A protocol for genetic transformation mediated by and production of transgenic has been developed for the first time. The 8-week-old protocorm explants were used as target of transformation with strain LBA4404 carrying plasmid pG35SKNAT1. Several parameters such as infection period, density, concentration of acetosyringone, and co-cultivation period were evaluated for the transformation efficiency. The data were analyzed using one-way analysis of variance (ANOVA) and Duncan's Multiple Range Test (DMRT) with p < 0.05. Subsequently, KNAT1 gene expression was confirmed by polymerase chain reaction (PCR) analysis. The highest efficiency of transformation (70%) obtained from protocorm explants infected with culture was at the OD concentration of 0.6 for 30 min, and co-cultivated with acetosyringone 100 µM for 5 days. The results of confirmation by PCR analysis show that the KNAT1 gene has been integrated and expressed in the genome of transgenic.
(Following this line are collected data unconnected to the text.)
//! Stable exit codes for genome CLI commands.

/// Command succeeded.
pub const OK: i32 = 0;
/// Command failed: bad config, unknown gene, failed action, unreachable registry, ...
pub const FAILED: i32 = 1;
/// `genome mutate` attempted every entry but at least one failed.
pub const MUTATION_INCOMPLETE: i32 = 2;
//! Configuration stored under `.genome/config.toml`.

use std::fs;
use std::path::{Path, PathBuf};

use anyhow::{Context, Result, anyhow};
use serde::{Deserialize, Serialize};

/// Canonical paths for a project root.
#[derive(Debug, Clone)]
pub struct GenomePaths {
    pub root: PathBuf,
    pub config_dir: PathBuf,
    pub config_path: PathBuf,
}

impl GenomePaths {
    pub fn new(root: impl Into<PathBuf>) -> Self {
        let root = root.into();
        let config_dir = root.join(".genome");
        Self {
            root,
            config_path: config_dir.join("config.toml"),
            config_dir,
        }
    }

    pub fn manifest_path(&self, config: &GenomeConfig) -> PathBuf {
        self.root.join(&config.manifest_file)
    }

    /// Resolve a configured path against the project root (absolute paths win).
    pub fn resolve(&self, path: &Path) -> PathBuf {
        self.root.join(path)
    }
}

/// Genome configuration (TOML).
///
/// Every field is optional in the file; missing ones fall back to defaults.
#[derive(Debug, Clone, Serialize, Deserialize, PartialEq, Eq)]
#[serde(default)]
pub struct GenomeConfig {
    /// Manifest of expressed genes, relative to the project root.
    pub manifest_file: PathBuf,

    /// Wall-clock limit for a single action, in seconds.
    pub action_timeout_secs: u64,

    /// Keep at most this many bytes of each action output stream.
    pub action_output_limit_bytes: usize,

    pub source: GenomeSource,

    pub registry: RegistryConfig,
}

/// Where the genome is loaded from.
#[derive(Debug, Clone, Serialize, Deserialize, PartialEq, Eq)]
#[serde(tag = "kind", rename_all = "lowercase")]
pub enum GenomeSource {
    /// Declarative TOML file, relative to the project root.
    File { path: PathBuf },
    /// Every package published under `vendor/` on the registry.
    Packagist { vendor: String },
}

impl Default for GenomeSource {
    fn default() -> Self {
        Self::File {
            path: PathBuf::from("genome.toml"),
        }
    }
}

#[derive(Debug, Clone, Serialize, Deserialize, PartialEq, Eq)]
#[serde(default)]
pub struct RegistryConfig {
    pub base_url: String,

    /// Stop following `next` search pages after this many requests.
    pub max_search_pages: u32,

    /// Per-request HTTP timeout, in seconds.
    pub timeout_secs: u64,
}

impl Default for RegistryConfig {
    fn default() -> Self {
        Self {
            base_url: "https://packagist.org".to_string(),
            max_search_pages: 100,
            timeout_secs: 30,
        }
    }
}

impl Default for GenomeConfig {
    fn default() -> Self {
        Self {
            manifest_file: PathBuf::from("expressed-genes.json"),
            action_timeout_secs: 10 * 60,
            action_output_limit_bytes: 1_000_000,
            source: GenomeSource::default(),
            registry: RegistryConfig::default(),
        }
    }
}

impl GenomeConfig {
    pub fn validate(&self) -> Result<()> {
        if self.manifest_file.as_os_str().is_empty() {
            return Err(anyhow!("manifest_file must not be empty"));
        }
        if self.action_timeout_secs == 0 {
            return Err(anyhow!("action_timeout_secs must be > 0"));
        }
        if self.action_output_limit_bytes == 0 {
            return Err(anyhow!("action_output_limit_bytes must be > 0"));
        }
        if let GenomeSource::Packagist { vendor } = &self.source
            && vendor.trim_matches('/').trim().is_empty()
        {
            return Err(anyhow!("source.vendor must not be empty"));
        }
        self.registry.validate()
    }
}

impl RegistryConfig {
    pub fn validate(&self) -> Result<()> {
        if !self.base_url.starts_with("http://") && !self.base_url.starts_with("https://") {
            return Err(anyhow!(
                "registry.base_url must be an http(s) url, got {}",
                self.base_url
            ));
        }
        if self.max_search_pages == 0 {
            return Err(anyhow!("registry.max_search_pages must be > 0"));
        }
        if self.timeout_secs == 0 {
            return Err(anyhow!("registry.timeout_secs must be > 0"));
        }
        Ok(())
    }
}

/// Load config from a TOML file.
///
/// If the file is missing, returns `GenomeConfig::default()`.
pub fn load_config(path: &Path) -> Result<GenomeConfig> {
    if !path.exists() {
        let cfg = GenomeConfig::default();
        cfg.validate()?;
        return Ok(cfg);
    }
    let contents = fs::read_to_string(path).with_context(|| format!("read {}", path.display()))?;
    let cfg: GenomeConfig =
        toml::from_str(&contents).with_context(|| format!("parse {}", path.display()))?;
    cfg.validate()
        .with_context(|| format!("invalid config {}", path.display()))?;
    Ok(cfg)
}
首次开发了一种由[具体介导方式]介导的遗传转化方案并生产了转基因[具体生物]。将8周龄的原球茎外植体用作转化靶点,用携带质粒pG35SKNAT1的[具体菌株]LBA4404进行转化。对感染时间、[具体细菌]密度、乙酰丁香酮浓度和共培养时间等几个参数进行了转化效率评估。数据采用单因素方差分析(ANOVA)和邓肯多重范围检验(DMRT)进行分析,p<0.05。随后,通过聚合酶链反应(PCR)分析确认了KNAT1基因的表达。从感染[具体细菌]培养物的原球茎外植体获得的最高转化效率(70%)是在OD浓度为0.6、感染30分钟,并与100µM乙酰丁香酮共培养5天时。PCR分析的确认结果表明,KNAT1基因已整合并在转基因[具体生物]的基因组中表达。